IN THE COURT OF APPEALS OF THE STATE OF IDAHO
Docket No. 40382
SANDRA JONAS, ) 2013 Unpublished Opinion No. 697
)
Petitioner-Appellant, ) Filed: October 3, 2013
)
v. ) Stephen W. Kenyon, Clerk
)
STATE OF IDAHO, ) THIS IS AN UNPUBLISHED
) OPINION AND SHALL NOT
Respondent. ) BE CITED AS AUTHORITY
)
Appeal from the District Court of the Fifth Judicial District, State of Idaho,
Jerome County. Hon. Robert J. Elgee, District Judge.
Order summarily dismissing petition for post-conviction
relief, reversed and remanded.
Greg S. Silvey, Star, for appellant.
Hon. Lawrence G. Wasden, Attorney General; Jessica M. Lorello, Deputy
Attorney General, Boise, for respondent.
________________________________________________
MELANSON, Judge
Sandra Jonas pled guilty to second degree murder and was sentenced to a unified term of
life in prison, with a minimum period of confinement of twenty-five years. Jonas appealed and
this Court affirmed in an unpublished opinion. Jonas v. State, Docket No. 26014 (Ct. App.

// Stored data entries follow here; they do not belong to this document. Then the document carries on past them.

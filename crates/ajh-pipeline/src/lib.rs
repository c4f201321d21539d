//! Run orchestration: fetch board payloads, normalize and filter
//! listings, score them against the profile, persist, and write the
//! run reports.

use std::collections::BTreeMap;
use std::fs::File;
use std::path::{Path, PathBuf};
use std::sync::Arc;
use std::time::Duration;

use ajh_adapters::{adapter_for_board, Normalizer, SearchQuery};
use ajh_core::{BoardId, CanonicalListing, Profile, ScoredListing};
use ajh_digest::DigestSelection;
use ajh_scoring::{rank_and_filter, RankedResults, ScoringEngine};
use ajh_storage::{HttpClientConfig, HttpFetcher, PayloadArchive, ResultsStore};
use anyhow::{Context, Result};
use arrow_array::{BooleanArray, Float64Array, RecordBatch, StringArray, UInt32Array};
use arrow_schema::{DataType, Field as ArrowField, Schema};
use chrono::{DateTime, Utc};
use parquet::arrow::ArrowWriter;
use serde::{Deserialize, Serialize};
use sha2::{Digest, Sha256};
use tokio::fs;
use tokio::sync::Semaphore;
use tokio::task::JoinSet;
use tokio_cron_scheduler::{Job, JobScheduler};
use tracing::{info, warn};
use uuid::Uuid;

const SCORING_CONCURRENCY: usize = 8;

/// Location markers that keep a listing in scope. Anything whose
/// location matches none of these (and is not remote) is discarded
/// before scoring.
const AU_LOCATION_MARKERS: &[&str] = &[
    "adelaide",
    "sydney",
    "melbourne",
    "brisbane",
    "perth",
    "canberra",
    "gold coast",
    "hobart",
    "darwin",
    "remote",
    "australia",
];

#[derive(Debug, Clone)]
pub struct PipelineConfig {
    pub database_url: Option<String>,
    pub artifacts_dir: PathBuf,
    pub reports_dir: PathBuf,
    pub workspace_root: PathBuf,
    pub profile_path: PathBuf,
    pub scheduler_enabled: bool,
    pub cron_morning: String,
    pub cron_evening: String,
    pub user_agent: String,
    pub http_timeout_secs: u64,
}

Dec. 15, 2000). Jonas filed a petition for post-conviction relief. The district court summarily
dismissed the petition and this Court affirmed the dismissal in an unpublished opinion. Jonas v.
State, Docket No. 35748 (Ct. App. Apr. 14, 2010). In 2011, Jonas filed a successive petition for
post-conviction relief, which forms the basis of this appeal. The district court issued a notice of
intent to dismiss and appointed counsel. Jonas subsequently filed an amended petition, to which
the state filed a response. 1 Without providing further notice, the district court dismissed the
amended petition, finding Jonas did not demonstrate sufficient reason why her claims were
1
While Jonas’s verification signature was not notarized, the district court disregarded this
and addressed the merits of Jonas’s successive petition.
1
inadequately raised in her first petition. The district court also provided an alternate ground for
its ruling, addressing the merits of Jonas’s ineffective assistance claim. Jonas appeals.
Jonas argues the district court erred by dismissing her petition on grounds not articulated
in the notice of intent to dismiss. The state argues that the district court provided sufficient
notice. The district court cannot dismiss claims on its own motion if it does not give the parties a
twenty-day notice stating its reasons for doing so as required by I.C. § 19-4906(b). DeRushé v.
State, 146 Idaho 599, 602, 200 P.3d 1148, 1151 (2009). Likewise, if the state moves to dismiss a
petition under I.C. § 19-4906(c), the court cannot dismiss a claim on a ground not asserted by the
state in its motion unless the court gives the twenty-day notice required by I.C. § 19-4906(b).
Saykhamchone v. State, 127 Idaho 319, 322, 900 P.2d 795, 798 (1995).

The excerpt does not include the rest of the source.